Questo è il tema di Spine, quarto full-length di Myrkur, la one woman band danese che porta avanti da quasi un decennio la visione artistica della polistrumentista Amalie Bruun della quale, anche in questo album, la voce è capace di scendere nelle profondità degli stati più oscuri dell’umano e risalire verso luoghi luminosi e incontaminati come se la faccenda fosse del tutto naturale.

Il legame con i lavori precedenti, soprattutto Folkesange, è presente ma Spine, uscito alla fine dello scorso anno sempre via Relapse Records, è, a sua volta, un punto di rottura, una sfida aperta con il futuro perché, di base, è un disco dark folk con suggestioni black metal che si concede a immissioni musicali eterogenee, non sempre perfettamente amalgamate, anche se orecchiabili.

Un po’ come se i Wardruna dell’ultimo periodo si fondessero con certe atmosfere dei Dead Can Dance prima maniera e una punta dei Nightwish giocasse con le texture synthpop ottantiane tipo A-Ha o The Human League, per capirci.
Detta così, lo ammetto, sembra un gran casino ma, in realtà, questo è il punto di forza dell’esperimento di Myrkur: il coraggio di esprimere un’altalena di emozioni senza il bisogno di doverle per forza etichettare.

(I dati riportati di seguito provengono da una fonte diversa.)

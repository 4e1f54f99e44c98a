// tests/regime_boundaries.rs
//
// Boundary-exact regime classification via the public /regime endpoint,
// mirrored against the library classifier.

use axum::{
    body::{to_bytes, Body},
    http::Request,
};
use http::StatusCode;
use serde_json::Value;
use tokio::sync::OnceCell;
use tower::ServiceExt; // for `oneshot`

use bubble_risk_analyzer::{app, Regime};

static ROUTER: OnceCell<axum::Router> = OnceCell::const_new();

async fn test_app() -> axum::Router {
    ROUTER.get_or_init(|| async { app() }).await.clone()
}

async fn call_regime(score: i64) -> (StatusCode, Option<String>) {
    let router = test_app().await;
    let req = Request::builder()
        .method("GET")
        .uri(format!("/regime?score={score}"))
        .body(Body::empty())
        .unwrap();
    let resp = router.oneshot(req).await.unwrap();
    let status = resp.status();
    let bytes = to_bytes(resp.into_body(), 64 * 1024).await.unwrap();
    let label = serde_json::from_slice::<Value>(&bytes)
        .ok()
        .and_then(|v| v["regime"].as_str().map(str::to_string));
    (status, label)
}

#[tokio::test]
async fn boundaries_are_exact_over_http() {
    for (score, expected) in [
        (0, "Healthy Expansion"),
        (34, "Healthy Expansion"),
        (35, "Late-Cycle Froth"),
        (54, "Late-Cycle Froth"),
        (55, "Bubble Risk Elevated"),
        (74, "Bubble Risk Elevated"),
        (75, "Bubble / Unwind Risk"),
        (100, "Bubble / Unwind Risk"),
    ] {
        let (status, label) = call_regime(score).await;
        assert_eq!(status, StatusCode::OK, "score {score}");
        assert_eq!(label.as_deref(), Some(expected), "score {score}");
    }
}

#[tokio::test]
async fn http_agrees_with_library_for_every_score() {
    for score in 0..=100i64 {
        let (status, label) = call_regime(score).await;
        assert_eq!(status, StatusCode::OK);
        let lib = Regime::from_score(score as u32);
        assert_eq!(label.as_deref(), Some(lib.label()), "score {score}");
    }
}
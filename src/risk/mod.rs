//! Risk scoring pipeline: metric inputs → category scores → overall score.
//!
//! Everything in this module tree is pure and I/O-free except the hot-reload
//! wrappers in `rules` and `weights`, which poll config file mtimes the same
//! way the rest of the runtime config does.

pub mod regime;
pub mod rules;
pub mod score;
pub mod weights;

use std::collections::BTreeMap;

use serde::{Deserialize, Serialize};

/// The five risk categories, in aggregation order.
#[derive(Debug, Clone, Copy, PartialEq, Eq, PartialOrd, Ord, Hash, Serialize, Deserialize)]
#[serde(rename_all = "snake_case")]
pub enum RiskCategory {
    Fundamentals,
    Valuation,
    Leverage,
    Options,
    Sentiment,
}

impl RiskCategory {
    pub const ALL: [RiskCategory; 5] = [
        RiskCategory::Fundamentals,
        RiskCategory::Valuation,
        RiskCategory::Leverage,
        RiskCategory::Options,
        RiskCategory::Sentiment,
    ];

    pub fn as_str(&self) -> &'static str {
        match self {
            RiskCategory::Fundamentals => "fundamentals",
            RiskCategory::Valuation => "valuation",
            RiskCategory::Leverage => "leverage",
            RiskCategory::Options => "options",
            RiskCategory::Sentiment => "sentiment",
        }
    }
}

/// Named numeric metrics for one category.
///
/// Missing keys read as 0.0; rule evaluation never fails on absent input.
#[derive(Debug, Clone, Default, PartialEq, Serialize, Deserialize)]
#[serde(transparent)]
pub struct MetricSet(BTreeMap<String, f64>);

impl MetricSet {
    pub fn new() -> Self {
        Self(BTreeMap::new())
    }

    /// Value for `name`, defaulting to 0.0 when the key is absent.
    pub fn metric(&self, name: &str) -> f64 {
        self.0.get(name).copied().unwrap_or(0.0)
    }

    pub fn set(&mut self, name: impl Into<String>, value: f64) {
        self.0.insert(name.into(), value);
    }

    pub fn is_empty(&self) -> bool {
        self.0.is_empty()
    }
}

impl<S: Into<String>> FromIterator<(S, f64)> for MetricSet {
    fn from_iter<T: IntoIterator<Item = (S, f64)>>(iter: T) -> Self {
        Self(iter.into_iter().map(|(k, v)| (k.into(), v)).collect())
    }
}

/// One metric record per category; the full input to an assessment.
#[derive(Debug, Clone, Default, PartialEq, Serialize, Deserialize)]
#[serde(default)]
pub struct RiskInputs {
    pub fundamentals: MetricSet,
    pub valuation: MetricSet,
    pub leverage: MetricSet,
    pub options: MetricSet,
    pub sentiment: MetricSet,
}

impl RiskInputs {
    pub fn category(&self, cat: RiskCategory) -> &MetricSet {
        match cat {
            RiskCategory::Fundamentals => &self.fundamentals,
            RiskCategory::Valuation => &self.valuation,
            RiskCategory::Leverage => &self.leverage,
            RiskCategory::Options => &self.options,
            RiskCategory::Sentiment => &self.sentiment,
        }
    }

    pub fn category_mut(&mut self, cat: RiskCategory) -> &mut MetricSet {
        match cat {
            RiskCategory::Fundamentals => &mut self.fundamentals,
            RiskCategory::Valuation => &mut self.valuation,
            RiskCategory::Leverage => &mut self.leverage,
            RiskCategory::Options => &mut self.options,
            RiskCategory::Sentiment => &mut self.sentiment,
        }
    }
}

#[cfg(test)]
mod tests {
    use super::*;

    #[test]
    fn missing_metric_reads_zero() {
        let m: MetricSet = [("pe_ratio", 65.0)].into_iter().collect();
        assert_eq!(m.metric("pe_ratio"), 65.0);
        assert_eq!(m.metric("price_to_sales"), 0.0);
    }

    #[test]
    fn empty_body_deserializes_to_empty_inputs() {
        let inputs: RiskInputs = serde_json::from_str("{}").unwrap();
        for cat in RiskCategory::ALL {
            assert!(inputs.category(cat).is_empty());
        }
    }

    #[test]
    fn category_names_round_trip_serde() {
        for cat in RiskCategory::ALL {
            let json = serde_json::to_string(&cat).unwrap();
            assert_eq!(json, format!("\"{}\"", cat.as_str()));
            let back: RiskCategory = serde_json::from_str(&json).unwrap();
            assert_eq!(back, cat);
        }
    }
}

Infatti, se, da un lato, rispetto al canone ‘viking’ di Folkesange, in Spine le atmosfere si fanno più attuali e inquietanti come in certi passaggi di ‘Mothlike‘ dove, a dispetto della relativa ariosità della voce, chitarra, batteria e soundscape elettronico sottolineano i momenti di ansia che l’artista deve aver vissuto durante la reclusione del periodo pandemico, dall’altro il piano in apertura e il successivo incedere quasi epico di brani come ‘My Blood is Gold’ o ‘Devil in the Detail‘ – qui la voce è eterea ma la chitarra chiude aggressiva – aprono portali su un futuro incerto, tutto da creare.

Insomma, forse Spine è il sentirsi a un punto della storia personale e artistica nel quale ciò che conta è trovare la quadra fra passato e presente: un linguaggio musicale nuovo, acerbo sotto alcuni aspetti, ma sicuramente originale. Che sia un ulteriore inizio di un nuovo affascinante ed eterogeon modo di miscelare tra loro idee così ispirate alle quali siamo da sempre abituati?